The only copies I could find in the Chautauqua-Cattaraugus Public Library System were located in Olean and Ellington. The Olean library also owns an audio recording of the novel.
NIGHT OF LONG KNIVES
Since we're talking of adventure and action books, especially those with female protagonists, you might be interested in ''A Night of Long Knives'' by Rebecca Cantrell.
This book finds its horrors in the Germany of Adolf Hitler.
History buffs will know, of course, that the Nazi Party came to power in Germany by embracing people who were unhappy with their lives. Many of the earliest Nazis were the unemployed, those who had lost businesses or who had been physically disfigured during World War I.
Once the party was established and beginning to succeed, however, the party's leaders wanted to be rid of the malcontents and misfits who had helped them come into existence. And, of course, any rivals for ultimate power.

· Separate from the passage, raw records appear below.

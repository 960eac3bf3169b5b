//! 查询描述对象。
//!
//! `TagQuery` / `PostQuery` 只描述要取什么数据：过滤条件、排序、数量限制，
//! 以及需要一并加载的关联和计数。真正执行由 [`BlogRepository`] 完成，
//! 每个预加载的关联只对应一次批量查询，不会按文章逐条查询。

use std::cmp::Ordering;

use crate::core::error::BlogError;
use crate::core::repository::BlogRepository;
use crate::models::{LoadedPost, Post, Relation};

/// 标签排序方式
#[derive(Debug, Clone, Copy, PartialEq, Eq, Default)]
pub enum TagOrder {
    /// 按标题字母序（默认）
    #[default]
    Title,
    /// 按文章数量降序
    Popular,
}

/// 标签查询
#[derive(Debug, Clone, Default, PartialEq, Eq)]
pub struct TagQuery {
    pub(crate) title: Option<String>,
    pub(crate) with_posts_count: bool,
    pub(crate) order: TagOrder,
    pub(crate) limit: Option<usize>,
}

impl TagQuery {
    /// 所有标签
    pub fn all() -> Self {
        Self::default()
    }

    /// 附带每个标签的文章数量
    pub fn with_posts_count(mut self) -> Self {
        self.with_posts_count = true;
        self
    }

    /// 按文章数量降序，隐含 `with_posts_count`
    pub fn popular(self) -> Self {
        let mut query = self.with_posts_count();
        query.order = TagOrder::Popular;
        query
    }

    /// 按标题精确匹配（区分大小写）
    pub fn title(mut self, title: impl Into<String>) -> Self {
        self.title = Some(title.into());
        self
    }

    pub fn limit(mut self, limit: usize) -> Self {
        self.limit = Some(limit);
        self
    }

    pub fn order(&self) -> TagOrder {
        self.order
    }
}

/// 文章排序方式
#[derive(Debug, Clone, Copy, PartialEq, Eq, Default)]
pub enum PostOrder {
    /// 按发布时间降序（默认）
    #[default]
    Published,
    /// 按点赞人数降序
    Popular,
}

/// 文章查询
#[derive(Debug, Clone, Default, PartialEq, Eq)]
pub struct PostQuery {
    pub(crate) slug: Option<String>,
    pub(crate) tag_id: Option<i64>,
    pub(crate) order: PostOrder,
    pub(crate) limit: Option<usize>,
    pub(crate) select_author: bool,
    pub(crate) tags: bool,
    pub(crate) comments: bool,
    pub(crate) comments_count: bool,
    pub(crate) likes_count: bool,
}

impl PostQuery {
    /// 所有文章
    pub fn all() -> Self {
        Self::default()
    }

    /// 按点赞人数降序，附带 `likes_count`
    pub fn popular(mut self) -> Self {
        self.order = PostOrder::Popular;
        self.likes_count = true;
        self
    }

    /// 按发布时间降序
    pub fn order_by_published(mut self) -> Self {
        self.order = PostOrder::Published;
        self
    }

    /// 与文章一起取出作者
    pub fn select_author(mut self) -> Self {
        self.select_author = true;
        self
    }

    /// 批量预加载标签及各标签的文章数量
    pub fn prefetch_tags_with_posts_count(mut self) -> Self {
        self.tags = true;
        self
    }

    /// 批量预加载评论及评论作者
    pub fn prefetch_comments_with_authors(mut self) -> Self {
        self.comments = true;
        self
    }

    /// 作者 + 带计数的标签
    pub fn with_optimized_prefetch(self) -> Self {
        self.select_author().prefetch_tags_with_posts_count()
    }

    /// 附带评论数量
    pub fn with_comments_count(mut self) -> Self {
        self.comments_count = true;
        self
    }

    /// 附带点赞人数
    pub fn with_likes_count(mut self) -> Self {
        self.likes_count = true;
        self
    }

    pub fn slug(mut self, slug: impl Into<String>) -> Self {
        self.slug = Some(slug.into());
        self
    }

    /// 只取带有该标签的文章
    pub fn tagged(mut self, tag_id: i64) -> Self {
        self.tag_id = Some(tag_id);
        self
    }

    pub fn limit(mut self, limit: usize) -> Self {
        self.limit = Some(limit);
        self
    }

    pub fn order(&self) -> PostOrder {
        self.order
    }

    /// 除主查询外需要的批量预加载次数
    pub fn prefetch_count(&self) -> usize {
        usize::from(self.tags) + usize::from(self.comments)
    }
}

/// 文章默认排序：发布时间降序，同一时间按 id 降序
pub fn cmp_published_desc(a: &Post, b: &Post) -> Ordering {
    b.published_at
        .cmp(&a.published_at)
        .then_with(|| b.id.cmp(&a.id))
}

/// 一次分组查询得到所有文章的评论数，按输入顺序返回
pub async fn fetch_with_comments_count<R: BlogRepository>(
    repo: &R,
    mut posts: Vec<LoadedPost>,
) -> Result<Vec<LoadedPost>, BlogError> {
    if posts.is_empty() {
        return Ok(posts);
    }

    let ids: Vec<i64> = posts.iter().map(|p| p.post.id).collect();
    let counts = repo.comments_count_by_post(&ids).await?;
    for post in &mut posts {
        let count = counts.get(&post.post.id).copied().unwrap_or(0);
        post.comments_count = Relation::Loaded(count);
    }
    Ok(posts)
}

They got rid of them by a series of murders of members of their own party who represented leaders other than Hitler. In particular, Gregor Strasser and Ernst Rohm were removed from power, and from life itself, in this event, which has come to be called in English, the Night of Long Knives. German historians tend to call it the ''Rohm Putsch.''
This novel is the second dealing with these characters by Cantrell. In the first, titled ''A Trace of Smoke,'' her protagonist, Hannah Vogel, has given birth to a son, whom she loves very much. Nazi general Rohm was largely suspected of being homosexual, and he has claimed Hannah's son as his own, to prove his moral appropriateness to be a Nazi murderer.

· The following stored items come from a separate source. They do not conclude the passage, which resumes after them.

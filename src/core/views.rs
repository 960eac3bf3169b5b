//! 页面组装：按页面需要组合查询，再把结果序列化为模板上下文。

use serde::Serialize;
use tracing::{debug, warn};

use crate::core::error::BlogError;
use crate::core::query::{fetch_with_comments_count, PostQuery, TagQuery};
use crate::core::repository::BlogRepository;
use crate::core::serialize::{
    serialize_post_detail, serialize_posts, serialize_tags, PostDetailRecord, PostRecord,
    TagRecord,
};
use crate::models::LoadedPost;

/// 首页和侧栏每个列表的条数
pub const SIDEBAR_SIZE: usize = 5;
/// 标签页最多展示的文章数
pub const TAG_PAGE_SIZE: usize = 20;

/// 模板上下文，知道自己由哪个模板渲染
pub trait Page: Serialize {
    const TEMPLATE: &'static str;
}

#[derive(Debug, Clone, Serialize)]
pub struct IndexContext {
    pub most_popular_posts: Vec<PostRecord>,
    pub page_posts: Vec<PostRecord>,
    pub popular_tags: Vec<TagRecord>,
}

impl Page for IndexContext {
    const TEMPLATE: &'static str = "index.html";
}

#[derive(Debug, Clone, Serialize)]
pub struct PostDetailContext {
    pub post: PostDetailRecord,
    pub popular_tags: Vec<TagRecord>,
    pub most_popular_posts: Vec<PostRecord>,
}

impl Page for PostDetailContext {
    const TEMPLATE: &'static str = "post-details.html";
}

#[derive(Debug, Clone, Serialize)]
pub struct TagFilterContext {
    pub tag: String,
    pub popular_tags: Vec<TagRecord>,
    pub posts: Vec<PostRecord>,
    pub most_popular_posts: Vec<PostRecord>,
}

impl Page for TagFilterContext {
    const TEMPLATE: &'static str = "posts-list.html";
}

// 访问统计和留言以后再加
#[derive(Debug, Clone, Default, Serialize)]
pub struct ContactsContext {}

impl Page for ContactsContext {
    const TEMPLATE: &'static str = "contacts.html";
}

/// 点赞最多的文章，带作者、标签和评论数
async fn most_popular_posts<R: BlogRepository>(repo: &R) -> Result<Vec<LoadedPost>, BlogError> {
    let query = PostQuery::all()
        .popular()
        .with_optimized_prefetch()
        .limit(SIDEBAR_SIZE);
    let posts = repo.posts(&query).await?;
    fetch_with_comments_count(repo, posts).await
}

async fn popular_tags<R: BlogRepository>(repo: &R) -> Result<Vec<TagRecord>, BlogError> {
    let tags = repo.tags(&TagQuery::all().popular().limit(SIDEBAR_SIZE)).await?;
    serialize_tags(&tags)
}

pub async fn index<R: BlogRepository>(repo: &R, media_url: &str) -> Result<IndexContext, BlogError> {
    let most_popular = most_popular_posts(repo).await?;

    let fresh_query = PostQuery::all()
        .with_optimized_prefetch()
        .with_comments_count()
        .order_by_published()
        .limit(SIDEBAR_SIZE);
    let most_fresh = repo.posts(&fresh_query).await?;

    let popular_tags = popular_tags(repo).await?;

    debug!(
        "index: {} popular, {} fresh, {} tags",
        most_popular.len(),
        most_fresh.len(),
        popular_tags.len()
    );
    Ok(IndexContext {
        most_popular_posts: serialize_posts(&most_popular, media_url)?,
        page_posts: serialize_posts(&most_fresh, media_url)?,
        popular_tags,
    })
}

pub async fn post_detail<R: BlogRepository>(
    repo: &R,
    media_url: &str,
    slug: &str,
) -> Result<PostDetailContext, BlogError> {
    let query = PostQuery::all()
        .slug(slug)
        .select_author()
        .prefetch_tags_with_posts_count()
        .prefetch_comments_with_authors()
        .with_likes_count()
        .limit(2);
    let mut matches = repo.posts(&query).await?;
    let post = match matches.len() {
        0 => return Err(BlogError::not_found("post", slug)),
        1 => matches.swap_remove(0),
        _ => {
            warn!("slug '{}' matches more than one post", slug);
            return Err(BlogError::invalid(format!(
                "slug '{}' matches more than one post",
                slug
            )));
        }
    };

    let popular_tags = popular_tags(repo).await?;
    let most_popular = most_popular_posts(repo).await?;

    Ok(PostDetailContext {
        post: serialize_post_detail(&post, media_url)?,
        popular_tags,
        most_popular_posts: serialize_posts(&most_popular, media_url)?,
    })
}

/// 标题按原样精确匹配，不做小写转换
pub async fn tag_filter<R: BlogRepository>(
    repo: &R,
    media_url: &str,
    tag_title: &str,
) -> Result<TagFilterContext, BlogError> {
    let tag = repo
        .tags(&TagQuery::all().with_posts_count().title(tag_title).limit(1))
        .await?
        .into_iter()
        .next()
        .ok_or_else(|| BlogError::not_found("tag", tag_title))?;

    let popular_tags = popular_tags(repo).await?;
    let most_popular = most_popular_posts(repo).await?;

    let related_query = PostQuery::all()
        .tagged(tag.tag.id)
        .with_optimized_prefetch()
        .with_comments_count()
        .limit(TAG_PAGE_SIZE);
    let related = repo.posts(&related_query).await?;

    Ok(TagFilterContext {
        tag: tag.tag.title,
        popular_tags,
        posts: serialize_posts(&related, media_url)?,
        most_popular_posts: serialize_posts(&most_popular, media_url)?,
    })
}

pub async fn contacts() -> Result<ContactsContext, BlogError> {
    Ok(ContactsContext::default())
}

At the end of the first novel, Hannah has fled with her son to South America, and considers herself safe.
When ''Night of Long Knives'' begins, Hannah is tricked into returning to Germany with her son, and the boy is kidnapped by Rohm. Hannah uses any ally she can find, who might help her to get around in Nazi Germany, and she has to skate awkwardly between being viewed as anti-Nazi and being viewed as too associated with Rohm.
Hannah is a bit braver and more experienced an action hero than Megan Reynolds, from the Rice novel, but she rarely strains believability.

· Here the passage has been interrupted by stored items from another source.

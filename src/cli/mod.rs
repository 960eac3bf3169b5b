mod commands;

pub use commands::{execute, Cli, Commands, InitArgs, ServerArgs};
use chrono::{DateTime, Utc};
use serde::Serialize;

use crate::core::error::BlogError;
use crate::models::{LoadedComment, LoadedPost, LoadedTag, Post};
use crate::utils::{media_url, truncate_chars};

/// 摘要的最大字符数
pub const TEASER_LENGTH: usize = 200;

#[derive(Debug, Clone, PartialEq, Eq, Serialize)]
pub struct TagRecord {
    pub title: String,
    pub posts_with_tag: u64,
}

/// 列表中的文章
#[derive(Debug, Clone, PartialEq, Eq, Serialize)]
pub struct PostRecord {
    pub title: String,
    pub teaser_text: String,
    pub author: String,
    pub comments_amount: u64,
    pub image_url: Option<String>,
    pub published_at: DateTime<Utc>,
    pub slug: String,
    pub tags: Vec<TagRecord>,
    pub first_tag_title: Option<String>,
}

#[derive(Debug, Clone, PartialEq, Eq, Serialize)]
pub struct CommentRecord {
    pub text: String,
    pub published_at: DateTime<Utc>,
    pub author: String,
}

/// 详情页中的文章
#[derive(Debug, Clone, PartialEq, Eq, Serialize)]
pub struct PostDetailRecord {
    pub title: String,
    pub text: String,
    pub author: String,
    pub comments: Vec<CommentRecord>,
    pub likes_amount: u64,
    pub image_url: Option<String>,
    pub published_at: DateTime<Utc>,
    pub slug: String,
    pub tags: Vec<TagRecord>,
}

/// 标签需要带 `posts_count`
pub fn serialize_tag(tag: &LoadedTag) -> Result<TagRecord, BlogError> {
    Ok(TagRecord {
        title: tag.tag.title.clone(),
        posts_with_tag: *tag.posts_count.get("posts_count")?,
    })
}

pub fn serialize_tags(tags: &[LoadedTag]) -> Result<Vec<TagRecord>, BlogError> {
    tags.iter().map(serialize_tag).collect()
}

/// 文章需要已加载作者、带计数的标签和 `comments_count`
pub fn serialize_post(post: &LoadedPost, media_prefix: &str) -> Result<PostRecord, BlogError> {
    let tags = serialize_tags(post.tags.get("tags")?)?;
    let first_tag_title = tags.first().map(|t| t.title.clone());

    Ok(PostRecord {
        title: post.post.title.clone(),
        teaser_text: truncate_chars(&post.post.text, TEASER_LENGTH).to_string(),
        author: post.author.get("author")?.username.clone(),
        comments_amount: *post.comments_count.get("comments_count")?,
        image_url: image_url(&post.post, media_prefix),
        published_at: post.post.published_at,
        slug: post.post.slug.clone(),
        tags,
        first_tag_title,
    })
}

pub fn serialize_posts(posts: &[LoadedPost], media_prefix: &str) -> Result<Vec<PostRecord>, BlogError> {
    posts.iter().map(|p| serialize_post(p, media_prefix)).collect()
}

pub fn serialize_comment(comment: &LoadedComment) -> Result<CommentRecord, BlogError> {
    Ok(CommentRecord {
        text: comment.comment.text.clone(),
        published_at: comment.comment.published_at,
        author: comment.author.get("comment author")?.username.clone(),
    })
}

/// 文章需要已加载作者、标签、评论及评论作者和 `likes_count`
pub fn serialize_post_detail(
    post: &LoadedPost,
    media_prefix: &str,
) -> Result<PostDetailRecord, BlogError> {
    let comments = post
        .comments
        .get("comments")?
        .iter()
        .map(serialize_comment)
        .collect::<Result<Vec<_>, _>>()?;

    Ok(PostDetailRecord {
        title: post.post.title.clone(),
        text: post.post.text.clone(),
        author: post.author.get("author")?.username.clone(),
        comments,
        likes_amount: *post.likes_count.get("likes_count")?,
        image_url: image_url(&post.post, media_prefix),
        published_at: post.post.published_at,
        slug: post.post.slug.clone(),
        tags: serialize_tags(post.tags.get("tags")?)?,
    })
}

fn image_url(post: &Post, media_prefix: &str) -> Option<String> {
    post.image
        .as_deref()
        .filter(|name| !name.is_empty())
        .map(|name| media_url(media_prefix, name))
}
use std::collections::HashMap;
use std::future::Future;

use crate::core::error::BlogError;
use crate::core::query::{PostQuery, TagQuery};
use crate::models::{LoadedPost, LoadedTag};

/// 博客数据的持久化接口。
///
/// 页面组装函数通过参数拿到仓库，而不是直接访问全局模型。
/// 所有方法都是只读的，同样的数据与查询总是得到同样的结果。
pub trait BlogRepository: Clone + Send + Sync + 'static {
    /// 按查询取标签
    fn tags(
        &self,
        query: &TagQuery,
    ) -> impl Future<Output = Result<Vec<LoadedTag>, BlogError>> + Send;

    /// 按查询取文章，并批量加载查询要求的关联
    fn posts(
        &self,
        query: &PostQuery,
    ) -> impl Future<Output = Result<Vec<LoadedPost>, BlogError>> + Send;

    /// 一次分组查询统计给定文章的评论数，没有评论的文章可以不出现在结果中
    fn comments_count_by_post(
        &self,
        post_ids: &[i64],
    ) -> impl Future<Output = Result<HashMap<i64, u64>, BlogError>> + Send;
}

The book skillfully demonstrates what life must have been like in that country, for people who could understand that the lies and the mythologies of the Nazis were false, but who needed somehow to stay alive.
It is easy to read, although some familiarity with German or at least with Nazi-related people and places makes it easier. It's a nail-biter, and the reader cares very much about what happens to the characters.
The fact that every friend might be an agent of the enemy, and every enemy might be human enough to do something reasonable is a particular pleasure for the reader.
The book has 313 pages, in hardcover, and was published in 2010 by Forge Press. It was priced to sell for $24.99. find it with ISBM number 978-0-7653-2045-2.
The only copy I can find in the two-county library system is located in the King Memorial Library in Machias. They also own one copy of the earlier Cantrell novel, as well.
WINKS
MusicalFare, a company performing in the Buffalo suburb of Amherst will be performing ''Oliver! (With a Twist,)'' from Sept. 7 through Oct. 16.
The show is the familiar one which you've probably seen a thousand times, featuring Charles Dickens novel ''Oliver Twist'' and popular music such as ''Food, Glorious Food'' and ''As Long as He Needs Me,'' but it has been entirely re-orchestrated and re-written, so that it is told in a whole new way.
Performances are Wednesdays and Thursdays at 7 p.m., Fridays and Saturdays at 8 p.m., also Saturdays at 4 p.m., and Sundays at 2 p.m.
Tickets are $38 for all performances, with discounts for students and for groups. Purchase them by phone at 839-8540, or by computer at www.musicalfare.com. Seats are reserved.
The company performs in their own theater, on the campus of Daemen College, which is located on Main Street in Amherst, directly across from Amherst High School.